Outre les méthodes de descriptions utilisées par les deux auteurs, La Curée et Les Faux-Monnayeurs ne décrivent absolument pas le même Paris. En effet les lieux principaux de que Zola s’attache à décrire sont tous situés à droite de la scène. Quand Aristide Rougon arrive de Plassans, il décide de s’installer avec Angèle rue Saint-Jacques mais son but est de pouvoir, comme son frère qui réside rue Penthièvre et comme Madame Sidonie domiciliée rue du Faubourg-Poisonnière, s’établir dans le Paris qui offre « la plus intéressant des spectacles », celui de la rive droite. Dans la suite de l’oeuvre on le voit donc vivre dans une franche camaraderie avec Renée et Maxime dans l’hôtel du Parc Monceau. Dans l’oeuvre, les protagonistes ne se déplacent donc que sur cette rive et les lieux les plus importants de l’oeuvre n’obligent que rarement les personnages à traverser la scène. Pour Zola, toute l’activité de Paris semble être concentrée entre le parc Monceau, les Tuileries où se déroulent les bals et la rue Le Peletier dans laquelle se dresse le café Riche. Si l’on peut affirmer que Zola ne se préoccupe que de la rive droite, on peut également assurer que Gide, lui, décide de faire évoluer ses personnages sur l’autre rive de Paris. Presque tous les acteurs des Faux-Monnayeurs sont en effet rassemblés sur la rive gauche de Paris : Passavant occupe la rue de Babylone, la famille Profitendieu habite rue T., la pension Vedel-Azïs se situe rue Vavin et les Molinier demeurent rue Notre-Dame des Champs. Une grande partie de l’action se déroule donc à Paris, autour du Jardin du Luxembourg et du VIème arrondissement, dont Gide démontre la centralité en faisant voyager ses personnages dans d’autres pays mais en ramenant toujours le noeud d’intrigue dans la capitale française. Mais Gide et Zola, même s’ils ne décrivent pas les mêmes quartiers, ont en commun d’excentré un de leurs personnages en ne le plaçant pas dans le même quartier que les autres.
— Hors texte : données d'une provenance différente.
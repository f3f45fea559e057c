//! Plan reconciliation: compare a day's plan against recorded runs, and
//! rewrite the future tail of a plan.
//!
//! ```text
//! compare(user, date)
//!     workouts  --find_workout_on-->  NotScheduled | planned km
//!     activities --day_run_totals-->  actual km
//!     --> ComplianceReport { compliance_percent, verdict }
//!
//! rewrite(plan, proposals)
//!     validate --> cutoff = min(date)
//!     BEGIN
//!       SELECT ... FOR UPDATE      (serializes rewrites of one plan)
//!       DELETE date >= cutoff
//!       INSERT proposals
//!     COMMIT
//! ```

pub mod compliance;
pub mod engine;
pub mod proposal;

use thiserror::Error;
use uuid::Uuid;

pub use compliance::{CompareOutcome, ComplianceReport, MISSED_THRESHOLD_PERCENT, Verdict};
pub use engine::{RewriteResult, compare, rewrite};
pub use proposal::{ProposedWorkout, cutoff_date, parse_proposals, validate_proposals};

/// Errors surfaced by reconciliation, planning and stats operations.
#[derive(Debug, Error)]
pub enum ReconcileError {
    #[error("plan {0} not found")]
    PlanNotFound(Uuid),

    #[error("invalid input: {0}")]
    InvalidInput(String),

    #[error("store failure: {0:#}")]
    Store(#[from] anyhow::Error),
}

impl ReconcileError {
    pub fn is_not_found(&self) -> bool {
        matches!(self, Self::PlanNotFound(_))
    }
}
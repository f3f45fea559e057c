//! Runner statistics derived from recorded runs.

use chrono::{Days, NaiveDate};
use serde::{Deserialize, Serialize};
use sqlx::PgPool;
use tracing::debug;

use pacer_db::queries::activities;

use crate::config::StatsDefaults;
use crate::reconcile::ReconcileError;
use crate::reconcile::compliance::round_to;

/// Length of the look-back window, in days.
pub const STATS_WINDOW_DAYS: u64 = 28;

/// Shortest run that counts towards the pace estimate.
pub const MIN_PACE_RUN_M: f64 = 3000.0;

/// Snapshot of a runner's recent training, as handed to the planner.
#[derive(Debug, Clone, PartialEq, Serialize, Deserialize)]
pub struct RunnerStats {
    pub user_id: String,
    pub as_of: NaiveDate,
    pub age: u32,
    pub avg_weekly_km: f64,
    pub runs_in_window: i64,
    pub estimated_pace_min_per_km: f64,
    pub recent_5k_time_min: f64,
    pub injury_status: String,
    /// Age came from [`StatsDefaults::runner_age`], not from data.
    pub used_default_age: bool,
    /// Injury status came from [`StatsDefaults::injury_status`].
    pub used_default_injury_status: bool,
    /// No qualifying run in the window; pace is the configured fallback.
    pub used_fallback_pace: bool,
}

/// Minutes per kilometre for a speed in metres per second.
pub fn pace_from_speed(speed_mps: f64) -> Option<f64> {
    (speed_mps.is_finite() && speed_mps > 0.0).then(|| 1000.0 / speed_mps / 60.0)
}

/// Compute stats over the [`STATS_WINDOW_DAYS`] days before `as_of`
/// (`as_of` itself excluded).
pub async fn runner_stats(
    pool: &PgPool,
    user_id: &str,
    as_of: NaiveDate,
    defaults: &StatsDefaults,
) -> Result<RunnerStats, ReconcileError> {
    if user_id.trim().is_empty() {
        return Err(ReconcileError::InvalidInput("user_id must not be empty".to_owned()));
    }

    let from = as_of
        .checked_sub_days(Days::new(STATS_WINDOW_DAYS))
        .ok_or_else(|| ReconcileError::InvalidInput(format!("date {as_of} is out of range")))?;

    let totals = activities::window_run_totals(pool, user_id, from, as_of, MIN_PACE_RUN_M).await?;
    debug!(user_id, %from, %as_of, runs = totals.run_count, "runner stats window");

    let weeks = STATS_WINDOW_DAYS as f64 / 7.0;
    let avg_weekly_km = round_to(totals.total_distance_m / 1000.0 / weeks, 1);

    let measured_pace = totals.best_speed_mps.and_then(pace_from_speed);
    let used_fallback_pace = measured_pace.is_none();
    let pace = measured_pace.unwrap_or(defaults.fallback_pace_min_per_km);

    Ok(RunnerStats {
        user_id: user_id.to_owned(),
        as_of,
        age: defaults.runner_age,
        avg_weekly_km,
        runs_in_window: totals.run_count,
        estimated_pace_min_per_km: round_to(pace, 2),
        recent_5k_time_min: round_to(pace * 5.0, 1),
        injury_status: defaults.injury_status.clone(),
        used_default_age: true,
        used_default_injury_status: true,
        used_fallback_pace,
    })
}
On remarque en effet que dans La Curée et dans Les Faux-Monnayeurs des personnages dont le rôle est capital pour le roman n’habitent pas sur la même rive que les autres protagonistes. Dans La Curée, l’hôtel Béraud du Châtel, qui se situe sur l’île Saint Louis, apparaît comme un lieu excentré puisqu’il ne se trouve pas à proximité des habitations des autres personnages principaux. Le lecteur se méprendrait en pensant qu’il s’agit d’un simple lieu de passage. Au contraire, Zola confère à l’hôtel Béraud une importance toute particulière puisque ce ne peut être qu’à cet endroit que Renée retrouve des repères. C’est en effet dans ce lieu où vit son père que Renée peut échapper à sa vie « adorable et tapageuse ». La prédominance de ce lieu est aussi mise en valeur par les nombreuses descriptions que Zola lui accordent, avant tout pour le mettre en opposition avec le Paris de la rive droite, qui, comme nous le verrons par la suite, ne représente pas du tout les mêmes valeurs, mais des valeurs antagonistes. Dans Les Faux-Monnayeurs, l’éloignement d’Edouard à Passy, c’est-à-dire à l’ouest du VIème arrondissement, procède de la même intention. En effet, si Gide décide de ne pas placer ce personnage important pour le roman à proximité des autres, c’est parce qu’il n’adopte pas le même style de vie. Bien que Gide ne nous fasse aucune description de l’endroit où vit Edouard, la simple évocation du nom de Passy est très significative d’une part parce qu’Edouard est le personnage des Faux-Monnayeurs qui permet de relier toutes les intrigues entre elles mais d’autre part parce que l’auteur peut ainsi mettre en valeur le fait qu’Edouard vive en dehors de tout système familial, à la différence des adolescents qui essayent de s’en libérer. Il apparaît donc clairement que les intentions de Gide et de Zola sont les mêmes. Il s’agit pour eux de faire apparaître une réelle opposition entre les personnages excentrés et les personnages qui vivent dans le Paris qui occupe le reste du roman. Ainsi, nous observerons comment monsieur Béraud du Châtel s’oppose à la décadence de la rive droite de Paris et comment Edouard échappe au système familial, élément fondateur de la bourgeoisie bien pensante de la rive gauche.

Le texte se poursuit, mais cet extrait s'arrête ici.